Saturday, September 17, 2016

Boswell, Johnson, and the Hebrides

I have wished now and then that Oxford University Press had kept in print R.W. Chapman's volume combining Samuel Johnson's A Journey to the Western Islands of Scotland and Boswell's The Journal of a Tour to the Hebrides. A couple of times I have seen this volume in a bookstore and considered buying it to send to my brother; but they were bookstores out of town, I didn't want to carry the book home, and he has gone without.

I have just learned what I should have known before, that Penguin Classics has long published the two works in one handy volume, edited by Peter Levi. It has the advantages of a smaller size and better notes. I wonder whether I mightn't have learned of it nearer the time of publication, 1984. But it was about then that I bought the Oxford Paperback printing.
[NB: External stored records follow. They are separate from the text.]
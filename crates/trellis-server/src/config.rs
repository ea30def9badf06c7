//! Server configuration.
//!
//! Configuration is read from an optional TOML file, then overridden by
//! command-line arguments and environment variables in the daemon.

use std::path::{Path, PathBuf};

use serde::{Deserialize, Serialize};
use trellis_common::{StoreError, StoreResult};

/// Server configuration.
#[derive(Debug, Clone, Serialize, Deserialize)]
pub struct ServerConfig {
    /// Host address to bind to.
    #[serde(default = "default_host")]
    pub host: String,

    /// Port to listen on.
    #[serde(default = "default_port")]
    pub port: u16,

    /// Data directory for persistent storage.
    #[serde(default)]
    pub data_dir: Option<PathBuf>,

    /// Run in memory-only mode.
    #[serde(default)]
    pub memory_mode: bool,

    /// Maximum accepted request frame size in bytes.
    #[serde(default = "default_max_frame_bytes")]
    pub max_frame_bytes: usize,
}

fn default_host() -> String {
    "0.0.0.0".to_string()
}

fn default_port() -> u16 {
    7171
}

fn default_max_frame_bytes() -> usize {
    4 * 1024 * 1024
}

impl Default for ServerConfig {
    fn default() -> Self {
        Self {
            host: default_host(),
            port: default_port(),
            data_dir: None,
            memory_mode: false,
            max_frame_bytes: default_max_frame_bytes(),
        }
    }
}

impl ServerConfig {
    /// Loads configuration from a TOML file.
    pub fn from_file(path: impl AsRef<Path>) -> StoreResult<Self> {
        let path = path.as_ref();
        let contents = std::fs::read_to_string(path).map_err(|err| StoreError::Engine(format!(
            "cannot read config file {}: {err}",
            path.display()
        )))?;
        toml::from_str(&contents)
            .map_err(|err| StoreError::Engine(format!("invalid config file: {err}")))
    }

    /// Renders the configuration as TOML.
    pub fn to_toml(&self) -> StoreResult<String> {
        toml::to_string_pretty(self)
            .map_err(|err| StoreError::Engine(format!("cannot render config: {err}")))
    }

    /// The address to listen on, `host:port`.
    pub fn listen_addr(&self) -> String {
        format!("{}:{}", self.host, self.port)
    }
}
//! The replicated command type.

use bytes::Bytes;
use serde::{Deserialize, Serialize};

/// A replicated command: an operation name plus positional byte-string
/// arguments.
///
/// Commands are immutable once built. Argument order is part of the wire
/// contract: `args[0]` is the row key, `args[1]` the table name, and
/// `args[2..]` carry column key/value pairs for writes or requested
/// column names for selective reads.
#[derive(Debug, Clone, PartialEq, Eq, Serialize, Deserialize)]
pub struct Command {
    /// The operation name, matched against the dispatch table.
    pub name: String,
    /// The positional arguments.
    pub args: Vec<Bytes>,
}

impl Command {
    /// Creates a command.
    pub fn new(name: impl Into<String>, args: Vec<Bytes>) -> Self {
        Self {
            name: name.into(),
            args,
        }
    }
}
The Penguin edition is 7.75 inches high, 5 inches wide, and not quite an inch thick. It will fit in a coat pocket. The Oxford Paperbacks edition is 3/8 of an inch thicker. It would fit in a pocket of the coat that Boswell writes of Johnson as wearing
with pockets that might have almost held the two volumes of his folio dictionary
but in none of mine.

The Oxford notes are only the footnotes of the original editions. Penguin has extensive end notes as well. Oxford may have thought it beneath its dignity to provide, or of its readers to have provided for them, translations of Latin tags from Virgil or Horace, or of the Latin poetry of Samuel Johnson and a Scot or two; Penguin, bless it, has no such reservations. Beyond that, the notes have useful information about persons well known (or not) in their time and unfamiliar now, identification of places, etc. They have the salt of strong and informed opinion, as a couple of times when Levi does not bother to translate the Latin: the inscription of a monument visited on 21st September "is not worth translating"; an ode by Dr. M'Pherson, mentioned on 28th September, consists of "[l]ame and thumping verses"--Boswell was not wholly correct when he introduces the ode with "My readers will probably not be displeased to have a specimen of this ode." A reader already familiar with the books will be tempted to read this edition by scanning the notes for a interesting entry and going back to the text it refers to.

Chapman's introduction concerns the writing and publication of the two books. Levi's is longer, with more about the background of the trip, the state of Scotland at the time, and the characters of the two authors. It strikes me as very good, and makes me regret the volume I had of the Penguin Classics Pausanius, also of Levi's editing, that fell apart and is gone.

I see two advantages to the Oxford edition: it has indexes of subjects, of persons and books, and of places; the table of contents to The Journal is in the old expansive style, and with Chapman's cross reference to A Journey, e.g.
August 24. Goldsmith and Graham. Slains Castle. Education of Children. Buller of Buchan. Entails. Consequence of Peers. Sir Joshua Reynolds. Earl of Errol . . . 220 [16]
(Boswell's entry for August 24 begins on page 220, and Johnson's chapter "Slanes Castle. The Buller of Buchan" begins on page 16.)